In 2020, Divine Savior School was born under Althoff’s leadership, serving students age 3 through high school. The school, which currently serves 44 students, partners with Divine Savior Therapies, an organization that provides speech, occupational, and behavior therapy for students. The two organizations work together to assess the emotional and educational needs of each child, leading to individualized care plans. Althoff says, “The academics for each child are very much based on where that child is at.”
Although the school day is structured differently than traditional schools, God’s Word remains the foundation. Built into each day is “Jesus Time,” helping children know they are deeply loved by God. Music is a large component of Jesus Time. “The kids have picked up so much through music,” Althoff says. “Some who were potentially nonverbal found their voice through singing about Jesus.”
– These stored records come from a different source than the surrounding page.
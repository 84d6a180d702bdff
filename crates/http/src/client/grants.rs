//! Grants API client methods: donors, grant types, applications, reviews,
//! disbursements, and closeout

use super::gateway::AuthGateway;
use crate::error::ApiError;
use crate::types::{
    ApplicationPayload, ApplicationStatus, CloseoutPayload, CloseoutRequest, Disbursement,
    DisbursementPayload, Donor, DonorPayload, GrantApplication, GrantType, GrantTypePayload,
    Paginated, Review, ReviewPayload,
};

impl AuthGateway {
    /// List donors
    pub async fn list_donors(&self) -> Result<Paginated<Donor>, ApiError> {
        self.get("/api/grants/donors/").await
    }

    /// Fetch a single donor
    pub async fn get_donor(&self, id: i64) -> Result<Donor, ApiError> {
        self.get(&format!("/api/grants/donors/{id}/")).await
    }

    /// Create a donor
    pub async fn create_donor(&self, payload: &DonorPayload) -> Result<Donor, ApiError> {
        self.post_json("/api/grants/donors/", payload).await
    }

    /// Update a donor
    pub async fn update_donor(&self, id: i64, payload: &DonorPayload) -> Result<Donor, ApiError> {
        self.put_json(&format!("/api/grants/donors/{id}/"), payload)
            .await
    }

    /// Delete a donor
    pub async fn delete_donor(&self, id: i64) -> Result<(), ApiError> {
        self.delete(&format!("/api/grants/donors/{id}/")).await
    }

    /// List grant types
    pub async fn list_grant_types(&self) -> Result<Paginated<GrantType>, ApiError> {
        self.get("/api/grants/grant-types/").await
    }

    /// Create a grant type
    pub async fn create_grant_type(
        &self,
        payload: &GrantTypePayload,
    ) -> Result<GrantType, ApiError> {
        self.post_json("/api/grants/grant-types/", payload).await
    }

    /// Update a grant type
    pub async fn update_grant_type(
        &self,
        id: i64,
        payload: &GrantTypePayload,
    ) -> Result<GrantType, ApiError> {
        self.put_json(&format!("/api/grants/grant-types/{id}/"), payload)
            .await
    }

    /// Delete a grant type
    pub async fn delete_grant_type(&self, id: i64) -> Result<(), ApiError> {
        self.delete(&format!("/api/grants/grant-types/{id}/")).await
    }

    /// List applications, optionally filtered by workflow status
    pub async fn list_applications(
        &self,
        status: Option<ApplicationStatus>,
    ) -> Result<Paginated<GrantApplication>, ApiError> {
        let path = match status {
            Some(status) => format!("/api/grants/applications/?status={}", status.as_str()),
            None => "/api/grants/applications/".to_string(),
        };
        self.get(&path).await
    }

    /// Fetch a single application
    pub async fn get_application(&self, id: i64) -> Result<GrantApplication, ApiError> {
        self.get(&format!("/api/grants/applications/{id}/")).await
    }

    /// Create an application draft
    pub async fn create_application(
        &self,
        payload: &ApplicationPayload,
    ) -> Result<GrantApplication, ApiError> {
        self.post_json("/api/grants/applications/", payload).await
    }

    /// Update an application draft
    pub async fn update_application(
        &self,
        id: i64,
        payload: &ApplicationPayload,
    ) -> Result<GrantApplication, ApiError> {
        self.put_json(&format!("/api/grants/applications/{id}/"), payload)
            .await
    }

    /// Submit a draft for review; the server owns the status transition
    pub async fn submit_application(&self, id: i64) -> Result<GrantApplication, ApiError> {
        self.execute(
            &format!("/api/grants/applications/{id}/submit/"),
            super::RequestOptions::method(reqwest::Method::POST),
        )
        .await
    }

    /// List reviews filed against an application
    pub async fn list_reviews(&self, application: i64) -> Result<Paginated<Review>, ApiError> {
        self.get(&format!("/api/grants/applications/{application}/reviews/"))
            .await
    }

    /// File a review
    pub async fn create_review(
        &self,
        application: i64,
        payload: &ReviewPayload,
    ) -> Result<Review, ApiError> {
        self.post_json(
            &format!("/api/grants/applications/{application}/reviews/"),
            payload,
        )
        .await
    }

    /// List all disbursements
    pub async fn list_disbursements(&self) -> Result<Paginated<Disbursement>, ApiError> {
        self.get("/api/grants/disbursements/").await
    }

    /// List disbursements released against one application
    pub async fn list_application_disbursements(
        &self,
        application: i64,
    ) -> Result<Paginated<Disbursement>, ApiError> {
        self.get(&format!(
            "/api/grants/disbursements/?application={application}"
        ))
        .await
    }

    /// Record a disbursement
    pub async fn create_disbursement(
        &self,
        payload: &DisbursementPayload,
    ) -> Result<Disbursement, ApiError> {
        self.post_json("/api/grants/disbursements/", payload).await
    }

    /// List closeout requests for an application
    pub async fn list_closeout_requests(
        &self,
        application: i64,
    ) -> Result<Paginated<CloseoutRequest>, ApiError> {
        self.get(&format!("/api/grants/applications/{application}/closeout/"))
            .await
    }

    /// Request closeout of a completed grant
    pub async fn request_closeout(
        &self,
        application: i64,
        payload: &CloseoutPayload,
    ) -> Result<CloseoutRequest, ApiError> {
        self.post_json(
            &format!("/api/grants/applications/{application}/closeout/"),
            payload,
        )
        .await
    }
}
Divine Savior School serves not only the unique needs of students but their parents as well. Knowing an emotional and spiritual support system is essential for families, Althoff started a monthly devotion group for dads. “We get to share the gospel, but it’s also turned into a huge support group,” he says. A similar group serves moms. The groups have provided an avenue for several parents to become members of Divine Savior Church.
The outreach culture of the school has also impacted staff, many of whom are not members of Divine Savior Church. Althoff and pastors from the church regularly hold staff devotions. Staff members also volunteer at church on Sundays to help their students go to Sunday school so parents can attend worship. “We have parents who haven’t been to church in years because they felt they couldn’t because of their kids’ behaviors,” Althoff says. “It’s awesome to see employees volunteering who aren’t even members of the church.”
One of the benefits of Divine Savior School is the shared mission and partnership with Divine Savior Academy. The Bridge Program allows middle and high schoolers at Divine Savior School to join classes next door at Divine Savior Academy as they are able, in groups of two or three with one assistant teacher. Connecting the kids from both schools fosters awareness, empathy, and inclusion.
Althoff is excited to see how God will continue to bless Divine Savior School. Beginning next school year, a new program will provide spiritual and vocational education to young adults with special needs that can connect them with potential employers. Also in the works is a special needs confirmation class.
On the wall in Althoff’s office hangs a poster with the words “My command is this: Love each other as I have loved you” from John 15:12. “That was our theme last school year,” he says. “I kept it up because it’s in everything we do.”